EXERCISE GOAL: Each line of the records below that holds "join" should be returned.

Collection entries:
────────────────────
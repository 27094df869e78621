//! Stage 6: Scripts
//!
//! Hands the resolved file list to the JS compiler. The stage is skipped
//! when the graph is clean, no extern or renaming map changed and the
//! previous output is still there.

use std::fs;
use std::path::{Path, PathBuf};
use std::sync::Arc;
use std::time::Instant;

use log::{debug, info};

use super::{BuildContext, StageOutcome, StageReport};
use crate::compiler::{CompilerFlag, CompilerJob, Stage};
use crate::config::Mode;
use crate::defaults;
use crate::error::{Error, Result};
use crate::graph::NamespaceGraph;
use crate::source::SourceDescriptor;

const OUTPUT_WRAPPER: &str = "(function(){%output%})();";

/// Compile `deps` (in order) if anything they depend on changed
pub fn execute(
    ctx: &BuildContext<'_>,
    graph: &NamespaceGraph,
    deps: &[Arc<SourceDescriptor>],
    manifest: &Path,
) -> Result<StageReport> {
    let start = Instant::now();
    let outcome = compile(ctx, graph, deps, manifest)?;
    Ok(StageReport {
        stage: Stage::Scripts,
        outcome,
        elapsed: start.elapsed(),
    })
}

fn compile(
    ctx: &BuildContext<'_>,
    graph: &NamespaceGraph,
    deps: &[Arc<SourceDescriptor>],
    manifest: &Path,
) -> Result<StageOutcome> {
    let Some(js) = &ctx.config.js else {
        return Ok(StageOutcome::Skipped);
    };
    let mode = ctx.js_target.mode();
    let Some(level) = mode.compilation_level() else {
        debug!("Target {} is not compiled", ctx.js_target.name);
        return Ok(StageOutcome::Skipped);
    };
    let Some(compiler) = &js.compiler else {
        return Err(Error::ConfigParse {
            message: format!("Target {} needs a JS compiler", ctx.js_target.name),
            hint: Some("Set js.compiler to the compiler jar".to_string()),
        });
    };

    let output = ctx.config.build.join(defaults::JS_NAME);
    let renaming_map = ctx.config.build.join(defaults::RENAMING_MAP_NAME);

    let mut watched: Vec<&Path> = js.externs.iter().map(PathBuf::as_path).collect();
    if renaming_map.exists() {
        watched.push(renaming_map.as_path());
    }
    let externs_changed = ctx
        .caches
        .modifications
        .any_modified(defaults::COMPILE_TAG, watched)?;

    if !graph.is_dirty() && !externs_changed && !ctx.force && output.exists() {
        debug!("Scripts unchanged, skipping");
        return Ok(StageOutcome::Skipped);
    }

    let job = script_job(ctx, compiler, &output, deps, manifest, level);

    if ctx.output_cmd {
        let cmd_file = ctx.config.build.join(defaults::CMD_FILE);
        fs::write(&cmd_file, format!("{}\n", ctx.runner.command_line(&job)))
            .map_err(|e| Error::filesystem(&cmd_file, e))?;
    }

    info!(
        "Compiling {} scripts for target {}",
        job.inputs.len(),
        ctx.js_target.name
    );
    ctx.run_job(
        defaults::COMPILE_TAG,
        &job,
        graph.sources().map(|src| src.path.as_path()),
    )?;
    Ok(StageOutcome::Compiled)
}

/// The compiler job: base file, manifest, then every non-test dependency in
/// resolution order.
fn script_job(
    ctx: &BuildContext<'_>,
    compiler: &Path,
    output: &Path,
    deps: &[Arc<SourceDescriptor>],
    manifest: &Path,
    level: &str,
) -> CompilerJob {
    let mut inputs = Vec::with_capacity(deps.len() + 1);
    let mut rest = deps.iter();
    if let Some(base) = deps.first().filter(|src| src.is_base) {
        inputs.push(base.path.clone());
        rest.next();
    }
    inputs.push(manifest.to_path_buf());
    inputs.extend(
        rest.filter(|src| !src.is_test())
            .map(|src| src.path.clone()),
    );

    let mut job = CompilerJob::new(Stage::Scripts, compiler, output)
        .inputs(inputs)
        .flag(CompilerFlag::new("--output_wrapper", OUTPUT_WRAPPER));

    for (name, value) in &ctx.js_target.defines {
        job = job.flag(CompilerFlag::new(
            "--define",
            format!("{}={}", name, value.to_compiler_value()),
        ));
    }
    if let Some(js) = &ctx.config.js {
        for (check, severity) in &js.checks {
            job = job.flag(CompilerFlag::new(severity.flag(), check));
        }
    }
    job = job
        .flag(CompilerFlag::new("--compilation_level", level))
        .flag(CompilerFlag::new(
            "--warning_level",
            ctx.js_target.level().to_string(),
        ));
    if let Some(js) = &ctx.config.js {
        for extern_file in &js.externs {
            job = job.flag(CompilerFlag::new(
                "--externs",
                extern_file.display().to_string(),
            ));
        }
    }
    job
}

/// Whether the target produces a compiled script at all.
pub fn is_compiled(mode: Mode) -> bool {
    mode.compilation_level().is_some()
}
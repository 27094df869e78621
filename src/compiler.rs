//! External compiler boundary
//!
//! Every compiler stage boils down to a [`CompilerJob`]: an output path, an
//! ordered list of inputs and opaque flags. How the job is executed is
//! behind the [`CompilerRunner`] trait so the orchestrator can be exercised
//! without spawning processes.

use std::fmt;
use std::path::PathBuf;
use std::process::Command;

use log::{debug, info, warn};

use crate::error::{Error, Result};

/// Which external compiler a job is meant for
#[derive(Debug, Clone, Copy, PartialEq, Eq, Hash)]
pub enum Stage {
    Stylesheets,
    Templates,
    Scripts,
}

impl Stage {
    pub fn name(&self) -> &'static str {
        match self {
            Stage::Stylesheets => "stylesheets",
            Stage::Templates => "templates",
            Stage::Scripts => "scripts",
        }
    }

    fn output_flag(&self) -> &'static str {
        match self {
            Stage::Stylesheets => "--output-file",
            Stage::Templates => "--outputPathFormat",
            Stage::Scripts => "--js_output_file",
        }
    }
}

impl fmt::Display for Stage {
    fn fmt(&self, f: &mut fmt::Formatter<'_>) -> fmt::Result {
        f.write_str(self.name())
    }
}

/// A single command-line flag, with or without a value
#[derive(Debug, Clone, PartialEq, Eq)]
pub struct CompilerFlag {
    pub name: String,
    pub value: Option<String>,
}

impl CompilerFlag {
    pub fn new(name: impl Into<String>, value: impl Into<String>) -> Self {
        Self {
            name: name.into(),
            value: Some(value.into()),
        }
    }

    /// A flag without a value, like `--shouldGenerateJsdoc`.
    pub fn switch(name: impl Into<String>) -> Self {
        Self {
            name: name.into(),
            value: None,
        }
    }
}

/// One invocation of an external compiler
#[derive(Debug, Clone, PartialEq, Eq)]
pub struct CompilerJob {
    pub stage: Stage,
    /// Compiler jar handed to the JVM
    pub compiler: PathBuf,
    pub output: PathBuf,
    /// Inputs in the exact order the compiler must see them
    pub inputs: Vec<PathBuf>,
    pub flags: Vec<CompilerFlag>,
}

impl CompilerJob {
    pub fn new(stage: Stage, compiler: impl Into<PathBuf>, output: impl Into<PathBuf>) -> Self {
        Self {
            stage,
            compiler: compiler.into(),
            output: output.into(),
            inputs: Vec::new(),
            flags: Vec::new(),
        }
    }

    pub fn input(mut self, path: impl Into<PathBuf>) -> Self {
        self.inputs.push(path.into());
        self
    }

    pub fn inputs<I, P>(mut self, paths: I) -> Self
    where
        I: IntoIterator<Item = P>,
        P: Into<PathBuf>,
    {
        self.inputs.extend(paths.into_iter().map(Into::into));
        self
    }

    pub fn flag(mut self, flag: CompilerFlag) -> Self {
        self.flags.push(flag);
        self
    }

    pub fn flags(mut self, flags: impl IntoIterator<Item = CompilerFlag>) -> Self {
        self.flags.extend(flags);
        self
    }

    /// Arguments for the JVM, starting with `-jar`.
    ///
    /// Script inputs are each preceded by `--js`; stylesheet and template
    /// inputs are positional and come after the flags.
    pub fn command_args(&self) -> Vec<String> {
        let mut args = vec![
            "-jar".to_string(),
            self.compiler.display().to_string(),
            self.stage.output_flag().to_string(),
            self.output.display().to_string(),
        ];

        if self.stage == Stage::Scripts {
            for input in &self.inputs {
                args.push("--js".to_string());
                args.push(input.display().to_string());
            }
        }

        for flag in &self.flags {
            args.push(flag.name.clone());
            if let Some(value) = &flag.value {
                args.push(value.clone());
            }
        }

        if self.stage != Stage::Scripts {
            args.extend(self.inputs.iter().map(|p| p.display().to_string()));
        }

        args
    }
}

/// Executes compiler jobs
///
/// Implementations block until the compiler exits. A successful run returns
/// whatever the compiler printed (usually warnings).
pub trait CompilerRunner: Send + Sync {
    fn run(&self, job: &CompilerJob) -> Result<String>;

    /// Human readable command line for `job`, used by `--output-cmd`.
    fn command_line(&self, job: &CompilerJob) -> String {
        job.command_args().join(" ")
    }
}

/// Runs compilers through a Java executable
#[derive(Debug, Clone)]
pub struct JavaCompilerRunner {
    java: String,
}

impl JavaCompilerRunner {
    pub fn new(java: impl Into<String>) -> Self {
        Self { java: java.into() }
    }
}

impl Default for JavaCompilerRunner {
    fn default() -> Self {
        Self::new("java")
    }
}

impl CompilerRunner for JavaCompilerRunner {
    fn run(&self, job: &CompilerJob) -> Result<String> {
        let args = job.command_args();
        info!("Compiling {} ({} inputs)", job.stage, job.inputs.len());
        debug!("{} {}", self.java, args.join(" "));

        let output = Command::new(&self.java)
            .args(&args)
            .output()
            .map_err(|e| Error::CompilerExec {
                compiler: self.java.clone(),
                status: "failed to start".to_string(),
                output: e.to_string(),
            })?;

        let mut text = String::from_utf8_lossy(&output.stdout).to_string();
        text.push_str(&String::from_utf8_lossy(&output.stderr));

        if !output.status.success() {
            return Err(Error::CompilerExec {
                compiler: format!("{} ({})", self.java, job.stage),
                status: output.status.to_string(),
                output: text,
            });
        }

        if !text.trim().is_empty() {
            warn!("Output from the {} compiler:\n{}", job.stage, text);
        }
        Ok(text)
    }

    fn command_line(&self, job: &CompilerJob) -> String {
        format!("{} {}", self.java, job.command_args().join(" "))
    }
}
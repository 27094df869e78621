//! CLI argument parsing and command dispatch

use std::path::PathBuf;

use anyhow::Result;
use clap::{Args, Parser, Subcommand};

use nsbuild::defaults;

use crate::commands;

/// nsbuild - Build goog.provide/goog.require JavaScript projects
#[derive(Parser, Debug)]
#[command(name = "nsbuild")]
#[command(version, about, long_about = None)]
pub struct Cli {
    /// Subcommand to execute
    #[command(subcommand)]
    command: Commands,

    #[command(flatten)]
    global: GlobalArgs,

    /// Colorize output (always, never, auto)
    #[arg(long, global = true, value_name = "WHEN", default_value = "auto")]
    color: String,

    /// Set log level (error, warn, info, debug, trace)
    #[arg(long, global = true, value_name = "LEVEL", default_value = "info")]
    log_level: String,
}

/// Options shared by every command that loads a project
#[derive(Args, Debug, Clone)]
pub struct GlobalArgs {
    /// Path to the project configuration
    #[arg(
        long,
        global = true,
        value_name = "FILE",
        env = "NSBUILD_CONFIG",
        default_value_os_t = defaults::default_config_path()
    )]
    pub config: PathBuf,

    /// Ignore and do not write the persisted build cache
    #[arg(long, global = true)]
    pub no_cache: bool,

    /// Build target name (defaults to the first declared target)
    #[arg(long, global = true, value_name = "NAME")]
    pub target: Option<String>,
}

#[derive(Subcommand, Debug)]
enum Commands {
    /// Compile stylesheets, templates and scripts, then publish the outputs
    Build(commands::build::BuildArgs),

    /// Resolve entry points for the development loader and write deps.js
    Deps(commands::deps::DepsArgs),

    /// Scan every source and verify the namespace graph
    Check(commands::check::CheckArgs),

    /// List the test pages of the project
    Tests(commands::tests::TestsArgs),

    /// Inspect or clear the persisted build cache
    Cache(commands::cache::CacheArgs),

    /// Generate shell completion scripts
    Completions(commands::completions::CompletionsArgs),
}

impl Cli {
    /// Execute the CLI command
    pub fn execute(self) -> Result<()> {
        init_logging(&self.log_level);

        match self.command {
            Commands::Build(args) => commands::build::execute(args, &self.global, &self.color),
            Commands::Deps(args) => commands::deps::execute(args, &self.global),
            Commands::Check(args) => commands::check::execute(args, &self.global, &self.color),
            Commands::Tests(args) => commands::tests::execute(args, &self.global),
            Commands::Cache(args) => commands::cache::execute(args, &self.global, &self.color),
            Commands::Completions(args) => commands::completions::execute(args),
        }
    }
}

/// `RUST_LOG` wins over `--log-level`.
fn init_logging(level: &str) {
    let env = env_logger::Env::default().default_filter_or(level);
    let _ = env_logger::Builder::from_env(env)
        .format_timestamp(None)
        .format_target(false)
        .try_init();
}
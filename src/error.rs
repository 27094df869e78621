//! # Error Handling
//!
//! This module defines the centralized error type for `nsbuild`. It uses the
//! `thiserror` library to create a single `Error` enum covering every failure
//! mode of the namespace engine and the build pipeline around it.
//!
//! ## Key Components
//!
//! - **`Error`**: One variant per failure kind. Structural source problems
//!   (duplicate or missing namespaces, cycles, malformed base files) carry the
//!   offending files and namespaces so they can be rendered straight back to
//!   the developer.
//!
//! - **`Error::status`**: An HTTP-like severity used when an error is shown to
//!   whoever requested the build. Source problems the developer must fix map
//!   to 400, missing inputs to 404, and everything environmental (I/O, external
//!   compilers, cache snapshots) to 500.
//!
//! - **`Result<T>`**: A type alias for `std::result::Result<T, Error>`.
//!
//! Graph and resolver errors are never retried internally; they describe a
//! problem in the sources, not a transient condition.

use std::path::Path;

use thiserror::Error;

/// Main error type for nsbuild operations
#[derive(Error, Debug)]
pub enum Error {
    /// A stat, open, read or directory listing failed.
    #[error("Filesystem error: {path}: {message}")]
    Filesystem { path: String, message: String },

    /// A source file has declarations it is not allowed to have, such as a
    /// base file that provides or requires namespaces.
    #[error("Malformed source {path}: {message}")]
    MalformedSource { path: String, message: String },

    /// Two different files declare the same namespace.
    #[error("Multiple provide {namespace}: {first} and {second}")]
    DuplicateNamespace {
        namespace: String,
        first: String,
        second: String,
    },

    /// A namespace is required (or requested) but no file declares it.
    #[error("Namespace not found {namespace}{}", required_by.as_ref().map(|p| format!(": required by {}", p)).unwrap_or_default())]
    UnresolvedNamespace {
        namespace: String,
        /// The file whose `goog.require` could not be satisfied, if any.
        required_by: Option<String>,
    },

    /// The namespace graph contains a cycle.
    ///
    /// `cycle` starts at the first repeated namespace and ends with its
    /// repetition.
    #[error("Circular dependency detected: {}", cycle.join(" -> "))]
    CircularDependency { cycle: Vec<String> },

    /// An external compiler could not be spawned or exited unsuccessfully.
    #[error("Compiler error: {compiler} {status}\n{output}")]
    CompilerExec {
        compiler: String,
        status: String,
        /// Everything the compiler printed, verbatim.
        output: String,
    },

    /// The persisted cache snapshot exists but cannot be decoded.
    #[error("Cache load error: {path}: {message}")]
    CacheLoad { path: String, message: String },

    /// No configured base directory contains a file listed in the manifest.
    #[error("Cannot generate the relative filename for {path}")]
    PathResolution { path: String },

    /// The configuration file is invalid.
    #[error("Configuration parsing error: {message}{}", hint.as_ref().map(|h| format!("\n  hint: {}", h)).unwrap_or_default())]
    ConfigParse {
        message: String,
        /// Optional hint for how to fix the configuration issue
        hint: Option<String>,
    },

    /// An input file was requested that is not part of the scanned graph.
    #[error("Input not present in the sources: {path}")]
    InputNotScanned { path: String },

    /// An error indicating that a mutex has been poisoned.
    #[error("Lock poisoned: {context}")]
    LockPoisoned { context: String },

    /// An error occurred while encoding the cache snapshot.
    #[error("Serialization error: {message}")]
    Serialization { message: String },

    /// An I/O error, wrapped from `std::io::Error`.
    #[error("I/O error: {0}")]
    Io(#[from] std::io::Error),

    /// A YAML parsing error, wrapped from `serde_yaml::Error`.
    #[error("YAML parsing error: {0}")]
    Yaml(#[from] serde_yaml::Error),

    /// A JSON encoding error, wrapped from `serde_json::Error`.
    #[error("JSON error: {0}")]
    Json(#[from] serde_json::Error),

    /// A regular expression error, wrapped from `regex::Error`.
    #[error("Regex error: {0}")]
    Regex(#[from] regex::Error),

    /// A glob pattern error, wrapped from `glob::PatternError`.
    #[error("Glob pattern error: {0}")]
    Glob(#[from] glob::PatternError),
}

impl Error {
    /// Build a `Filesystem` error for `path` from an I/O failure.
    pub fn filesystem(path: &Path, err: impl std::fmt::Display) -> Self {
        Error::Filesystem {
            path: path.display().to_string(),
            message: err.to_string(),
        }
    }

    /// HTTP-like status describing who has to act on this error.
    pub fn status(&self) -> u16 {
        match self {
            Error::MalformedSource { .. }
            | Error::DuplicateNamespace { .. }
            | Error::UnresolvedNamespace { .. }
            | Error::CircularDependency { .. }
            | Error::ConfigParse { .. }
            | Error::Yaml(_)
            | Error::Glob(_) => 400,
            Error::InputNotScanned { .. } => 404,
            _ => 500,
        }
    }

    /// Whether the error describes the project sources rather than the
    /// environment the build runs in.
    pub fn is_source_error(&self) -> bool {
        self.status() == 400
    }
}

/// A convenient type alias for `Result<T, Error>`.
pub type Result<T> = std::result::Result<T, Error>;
────────────────────
ANSWER SPACE:
    let output = ctx.config.build.join(defaults::JS_NAME);
    let renaming_map = ctx.config.build.join(defaults::RENAMING_MAP_NAME);
        let cmd_file = ctx.config.build.join(defaults::CMD_FILE);
        job.command_args().join(" ")
        debug!("{} {}", self.java, args.join(" "));
        format!("{} {}", self.java, job.command_args().join(" "))
    #[error("Circular dependency detected: {}", cycle.join(" -> "))]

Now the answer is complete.